INPUT below:
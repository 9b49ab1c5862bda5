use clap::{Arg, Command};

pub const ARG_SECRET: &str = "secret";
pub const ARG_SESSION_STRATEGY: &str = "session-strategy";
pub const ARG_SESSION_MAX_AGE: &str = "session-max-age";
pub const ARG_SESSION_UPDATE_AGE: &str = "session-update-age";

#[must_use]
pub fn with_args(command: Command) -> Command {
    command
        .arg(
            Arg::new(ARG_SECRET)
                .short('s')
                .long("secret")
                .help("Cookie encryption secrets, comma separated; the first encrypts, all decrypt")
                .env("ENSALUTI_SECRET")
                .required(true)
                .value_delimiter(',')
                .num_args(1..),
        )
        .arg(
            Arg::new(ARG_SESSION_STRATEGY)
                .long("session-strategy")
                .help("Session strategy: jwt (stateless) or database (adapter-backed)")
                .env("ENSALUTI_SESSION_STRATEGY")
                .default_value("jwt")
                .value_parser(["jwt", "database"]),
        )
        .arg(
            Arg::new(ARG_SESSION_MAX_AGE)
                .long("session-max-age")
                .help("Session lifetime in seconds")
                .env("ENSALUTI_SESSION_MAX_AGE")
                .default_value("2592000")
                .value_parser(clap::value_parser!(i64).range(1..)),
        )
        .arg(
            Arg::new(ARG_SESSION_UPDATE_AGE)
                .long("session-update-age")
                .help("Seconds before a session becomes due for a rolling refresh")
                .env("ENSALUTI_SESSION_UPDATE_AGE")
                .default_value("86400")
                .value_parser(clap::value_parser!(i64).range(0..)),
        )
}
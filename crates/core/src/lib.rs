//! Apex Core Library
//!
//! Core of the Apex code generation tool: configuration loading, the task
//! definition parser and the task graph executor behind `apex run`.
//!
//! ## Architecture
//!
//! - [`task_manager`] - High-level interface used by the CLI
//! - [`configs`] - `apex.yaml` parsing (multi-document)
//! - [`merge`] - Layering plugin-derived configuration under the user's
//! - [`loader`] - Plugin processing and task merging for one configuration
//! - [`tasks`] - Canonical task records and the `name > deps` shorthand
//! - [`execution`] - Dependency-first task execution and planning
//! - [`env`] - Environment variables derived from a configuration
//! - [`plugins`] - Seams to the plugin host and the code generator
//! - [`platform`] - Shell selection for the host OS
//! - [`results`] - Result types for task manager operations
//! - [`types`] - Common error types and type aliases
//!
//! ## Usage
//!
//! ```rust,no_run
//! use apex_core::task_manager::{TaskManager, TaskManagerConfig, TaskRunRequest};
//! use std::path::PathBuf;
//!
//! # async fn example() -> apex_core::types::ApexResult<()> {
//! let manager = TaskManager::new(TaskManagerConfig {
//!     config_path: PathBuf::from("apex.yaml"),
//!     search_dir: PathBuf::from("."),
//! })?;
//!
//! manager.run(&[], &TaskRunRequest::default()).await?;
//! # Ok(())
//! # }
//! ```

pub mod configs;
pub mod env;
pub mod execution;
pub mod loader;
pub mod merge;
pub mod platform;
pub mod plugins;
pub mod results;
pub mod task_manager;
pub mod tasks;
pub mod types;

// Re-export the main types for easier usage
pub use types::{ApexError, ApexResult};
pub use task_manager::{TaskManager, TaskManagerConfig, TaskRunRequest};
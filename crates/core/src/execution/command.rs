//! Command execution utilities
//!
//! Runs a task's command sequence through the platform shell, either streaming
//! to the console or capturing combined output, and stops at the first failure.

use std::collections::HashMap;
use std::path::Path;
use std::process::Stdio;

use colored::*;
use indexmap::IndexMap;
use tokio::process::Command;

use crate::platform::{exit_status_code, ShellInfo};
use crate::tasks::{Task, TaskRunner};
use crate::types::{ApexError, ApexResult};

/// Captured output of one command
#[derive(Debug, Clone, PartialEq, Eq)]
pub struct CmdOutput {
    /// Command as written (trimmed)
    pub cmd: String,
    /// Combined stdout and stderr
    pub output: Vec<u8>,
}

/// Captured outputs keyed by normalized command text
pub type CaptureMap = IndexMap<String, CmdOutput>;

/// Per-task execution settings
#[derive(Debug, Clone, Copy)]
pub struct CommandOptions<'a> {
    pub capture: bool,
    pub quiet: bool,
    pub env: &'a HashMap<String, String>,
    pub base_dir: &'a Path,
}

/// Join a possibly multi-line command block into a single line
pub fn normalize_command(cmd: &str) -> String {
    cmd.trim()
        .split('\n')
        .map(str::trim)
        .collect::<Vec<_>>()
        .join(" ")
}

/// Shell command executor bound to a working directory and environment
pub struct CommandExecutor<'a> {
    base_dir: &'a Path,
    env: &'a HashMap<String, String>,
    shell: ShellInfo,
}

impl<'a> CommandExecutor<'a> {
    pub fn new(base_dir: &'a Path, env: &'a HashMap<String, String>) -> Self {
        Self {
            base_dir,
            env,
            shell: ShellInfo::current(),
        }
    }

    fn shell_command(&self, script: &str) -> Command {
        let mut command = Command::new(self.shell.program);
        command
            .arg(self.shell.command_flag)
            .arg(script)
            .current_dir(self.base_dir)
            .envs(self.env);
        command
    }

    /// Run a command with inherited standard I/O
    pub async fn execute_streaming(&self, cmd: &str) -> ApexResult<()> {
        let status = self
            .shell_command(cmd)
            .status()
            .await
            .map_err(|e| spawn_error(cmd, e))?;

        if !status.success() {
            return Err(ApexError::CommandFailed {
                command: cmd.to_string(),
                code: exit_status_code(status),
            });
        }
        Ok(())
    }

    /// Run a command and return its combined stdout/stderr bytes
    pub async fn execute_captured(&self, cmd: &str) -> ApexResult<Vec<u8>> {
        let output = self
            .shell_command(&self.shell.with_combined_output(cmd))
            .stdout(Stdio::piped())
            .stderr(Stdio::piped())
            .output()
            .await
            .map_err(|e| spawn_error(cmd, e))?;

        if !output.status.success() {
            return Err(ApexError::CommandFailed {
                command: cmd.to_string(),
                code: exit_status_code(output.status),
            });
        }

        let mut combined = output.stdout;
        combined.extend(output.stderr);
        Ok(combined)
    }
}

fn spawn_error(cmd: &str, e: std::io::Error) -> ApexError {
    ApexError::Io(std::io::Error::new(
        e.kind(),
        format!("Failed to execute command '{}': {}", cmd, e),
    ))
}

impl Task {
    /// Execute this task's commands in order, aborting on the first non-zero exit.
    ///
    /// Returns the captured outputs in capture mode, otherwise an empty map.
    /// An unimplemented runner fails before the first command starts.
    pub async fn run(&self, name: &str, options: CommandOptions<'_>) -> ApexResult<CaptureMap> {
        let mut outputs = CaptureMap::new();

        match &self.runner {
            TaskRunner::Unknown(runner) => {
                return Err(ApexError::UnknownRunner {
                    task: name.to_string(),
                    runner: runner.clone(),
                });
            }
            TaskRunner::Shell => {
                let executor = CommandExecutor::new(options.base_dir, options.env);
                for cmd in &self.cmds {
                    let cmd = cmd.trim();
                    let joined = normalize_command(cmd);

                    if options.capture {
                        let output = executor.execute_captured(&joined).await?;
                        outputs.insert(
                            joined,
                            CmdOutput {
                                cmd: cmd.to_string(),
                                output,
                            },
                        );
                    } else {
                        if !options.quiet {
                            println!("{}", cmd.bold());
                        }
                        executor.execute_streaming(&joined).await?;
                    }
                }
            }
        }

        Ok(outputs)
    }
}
End of INPUT.
INPUT below:
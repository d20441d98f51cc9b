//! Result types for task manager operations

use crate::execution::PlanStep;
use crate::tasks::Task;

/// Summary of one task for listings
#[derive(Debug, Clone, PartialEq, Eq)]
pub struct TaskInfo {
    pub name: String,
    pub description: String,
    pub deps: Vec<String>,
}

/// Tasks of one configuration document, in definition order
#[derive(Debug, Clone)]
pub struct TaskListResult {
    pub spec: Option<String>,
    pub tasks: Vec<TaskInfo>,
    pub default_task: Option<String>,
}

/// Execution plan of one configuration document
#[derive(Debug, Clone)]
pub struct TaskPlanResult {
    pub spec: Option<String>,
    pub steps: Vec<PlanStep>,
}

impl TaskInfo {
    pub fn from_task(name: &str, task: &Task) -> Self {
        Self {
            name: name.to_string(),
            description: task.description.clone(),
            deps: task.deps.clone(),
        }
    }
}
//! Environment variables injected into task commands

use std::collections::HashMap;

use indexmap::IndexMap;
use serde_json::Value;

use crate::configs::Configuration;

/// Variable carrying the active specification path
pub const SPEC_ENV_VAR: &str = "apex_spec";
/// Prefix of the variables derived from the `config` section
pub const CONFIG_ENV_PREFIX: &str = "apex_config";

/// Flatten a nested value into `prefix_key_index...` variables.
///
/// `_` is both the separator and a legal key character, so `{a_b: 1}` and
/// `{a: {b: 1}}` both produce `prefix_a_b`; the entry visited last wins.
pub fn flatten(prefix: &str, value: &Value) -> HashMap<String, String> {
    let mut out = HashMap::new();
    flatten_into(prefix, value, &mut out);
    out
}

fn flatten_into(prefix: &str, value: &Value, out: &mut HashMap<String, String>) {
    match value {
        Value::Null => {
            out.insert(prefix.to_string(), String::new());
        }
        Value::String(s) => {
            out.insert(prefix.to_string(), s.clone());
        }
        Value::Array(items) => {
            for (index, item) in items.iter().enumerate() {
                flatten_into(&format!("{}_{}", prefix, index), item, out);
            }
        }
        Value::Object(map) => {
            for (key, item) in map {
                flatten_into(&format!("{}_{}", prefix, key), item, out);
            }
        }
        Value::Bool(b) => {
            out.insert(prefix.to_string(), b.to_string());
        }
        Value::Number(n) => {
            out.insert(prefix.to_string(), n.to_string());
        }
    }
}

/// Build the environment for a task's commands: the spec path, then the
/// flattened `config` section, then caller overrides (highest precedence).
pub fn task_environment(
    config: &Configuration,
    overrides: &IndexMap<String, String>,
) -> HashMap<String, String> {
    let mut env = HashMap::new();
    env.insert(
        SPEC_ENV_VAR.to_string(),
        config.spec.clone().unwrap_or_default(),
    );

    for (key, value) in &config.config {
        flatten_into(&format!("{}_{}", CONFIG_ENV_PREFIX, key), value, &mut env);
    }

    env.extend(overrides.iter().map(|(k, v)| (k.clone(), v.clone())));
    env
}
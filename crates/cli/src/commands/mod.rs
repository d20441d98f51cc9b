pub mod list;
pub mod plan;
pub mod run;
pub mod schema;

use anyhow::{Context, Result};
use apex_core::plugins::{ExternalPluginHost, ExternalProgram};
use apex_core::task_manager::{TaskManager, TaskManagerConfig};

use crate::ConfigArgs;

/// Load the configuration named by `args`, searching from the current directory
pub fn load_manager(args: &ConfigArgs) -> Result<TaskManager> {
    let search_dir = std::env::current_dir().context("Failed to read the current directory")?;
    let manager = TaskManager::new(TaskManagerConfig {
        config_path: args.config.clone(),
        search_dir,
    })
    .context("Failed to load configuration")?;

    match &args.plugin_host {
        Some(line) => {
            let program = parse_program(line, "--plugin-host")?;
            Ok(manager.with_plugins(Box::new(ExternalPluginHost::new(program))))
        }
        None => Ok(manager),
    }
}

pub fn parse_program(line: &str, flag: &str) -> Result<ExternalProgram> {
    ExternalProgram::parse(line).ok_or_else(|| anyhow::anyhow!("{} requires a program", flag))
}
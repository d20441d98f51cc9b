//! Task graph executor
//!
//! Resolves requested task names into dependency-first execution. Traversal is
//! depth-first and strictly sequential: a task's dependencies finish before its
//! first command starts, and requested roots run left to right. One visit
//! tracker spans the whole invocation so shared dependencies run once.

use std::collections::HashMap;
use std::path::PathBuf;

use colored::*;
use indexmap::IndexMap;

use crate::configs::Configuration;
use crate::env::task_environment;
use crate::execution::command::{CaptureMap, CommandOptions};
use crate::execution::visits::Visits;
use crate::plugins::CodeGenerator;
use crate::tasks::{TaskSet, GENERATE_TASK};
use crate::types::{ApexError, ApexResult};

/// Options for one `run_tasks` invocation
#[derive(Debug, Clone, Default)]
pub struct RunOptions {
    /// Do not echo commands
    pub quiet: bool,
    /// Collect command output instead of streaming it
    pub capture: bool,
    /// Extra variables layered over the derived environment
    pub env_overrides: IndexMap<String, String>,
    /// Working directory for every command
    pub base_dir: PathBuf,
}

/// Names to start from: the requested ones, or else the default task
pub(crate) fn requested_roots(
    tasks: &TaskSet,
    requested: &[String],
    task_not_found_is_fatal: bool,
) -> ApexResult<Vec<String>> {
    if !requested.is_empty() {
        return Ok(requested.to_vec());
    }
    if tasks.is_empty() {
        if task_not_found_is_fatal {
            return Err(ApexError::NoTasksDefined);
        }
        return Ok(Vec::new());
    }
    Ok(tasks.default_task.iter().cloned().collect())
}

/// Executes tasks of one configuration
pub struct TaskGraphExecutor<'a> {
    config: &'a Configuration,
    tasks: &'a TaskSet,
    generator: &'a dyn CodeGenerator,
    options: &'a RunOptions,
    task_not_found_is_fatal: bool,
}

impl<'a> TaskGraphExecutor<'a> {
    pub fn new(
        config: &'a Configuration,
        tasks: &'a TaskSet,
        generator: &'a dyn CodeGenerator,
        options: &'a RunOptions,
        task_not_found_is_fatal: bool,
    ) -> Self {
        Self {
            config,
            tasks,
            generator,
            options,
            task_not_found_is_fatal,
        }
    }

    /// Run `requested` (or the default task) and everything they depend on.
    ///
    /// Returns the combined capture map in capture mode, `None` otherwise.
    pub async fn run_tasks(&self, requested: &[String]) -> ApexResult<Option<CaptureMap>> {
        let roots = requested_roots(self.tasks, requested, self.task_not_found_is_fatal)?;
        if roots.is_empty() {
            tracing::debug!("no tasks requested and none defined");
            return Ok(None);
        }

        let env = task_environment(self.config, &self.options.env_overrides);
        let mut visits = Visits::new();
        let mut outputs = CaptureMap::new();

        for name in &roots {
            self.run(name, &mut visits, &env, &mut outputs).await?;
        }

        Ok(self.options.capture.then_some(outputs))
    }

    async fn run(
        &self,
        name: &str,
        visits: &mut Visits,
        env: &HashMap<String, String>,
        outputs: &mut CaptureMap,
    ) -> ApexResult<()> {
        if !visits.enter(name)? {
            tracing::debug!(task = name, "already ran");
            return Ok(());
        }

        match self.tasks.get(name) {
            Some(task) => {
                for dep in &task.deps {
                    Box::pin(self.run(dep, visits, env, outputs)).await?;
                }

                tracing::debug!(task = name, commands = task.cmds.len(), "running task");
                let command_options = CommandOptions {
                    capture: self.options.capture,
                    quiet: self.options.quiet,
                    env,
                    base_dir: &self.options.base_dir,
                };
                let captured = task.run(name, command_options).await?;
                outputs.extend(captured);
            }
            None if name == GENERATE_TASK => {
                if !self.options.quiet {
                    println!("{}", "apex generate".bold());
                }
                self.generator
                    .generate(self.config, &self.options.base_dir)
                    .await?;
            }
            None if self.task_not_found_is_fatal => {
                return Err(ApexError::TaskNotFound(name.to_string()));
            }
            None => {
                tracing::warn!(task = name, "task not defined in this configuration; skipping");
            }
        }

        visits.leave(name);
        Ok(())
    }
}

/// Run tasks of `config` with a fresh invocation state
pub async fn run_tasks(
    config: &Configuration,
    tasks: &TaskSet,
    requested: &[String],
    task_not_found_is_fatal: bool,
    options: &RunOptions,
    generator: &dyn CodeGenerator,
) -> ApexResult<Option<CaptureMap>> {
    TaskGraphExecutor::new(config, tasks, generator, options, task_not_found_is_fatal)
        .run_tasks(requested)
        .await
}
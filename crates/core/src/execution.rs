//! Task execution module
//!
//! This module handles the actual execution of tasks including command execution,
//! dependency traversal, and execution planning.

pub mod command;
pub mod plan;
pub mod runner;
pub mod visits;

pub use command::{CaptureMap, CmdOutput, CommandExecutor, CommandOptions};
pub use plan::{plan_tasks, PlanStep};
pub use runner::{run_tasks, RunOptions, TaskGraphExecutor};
End of INPUT.
*ASSIGNMENT*:
Lines with "TaskRunRequest": return each one from the data above.

*RESULT*:
//! use apex_core::task_manager::{TaskManager, TaskManagerConfig, TaskRunRequest};
//! manager.run(&[], &TaskRunRequest::default()).await?;
pub use task_manager::{TaskManager, TaskManagerConfig, TaskRunRequest};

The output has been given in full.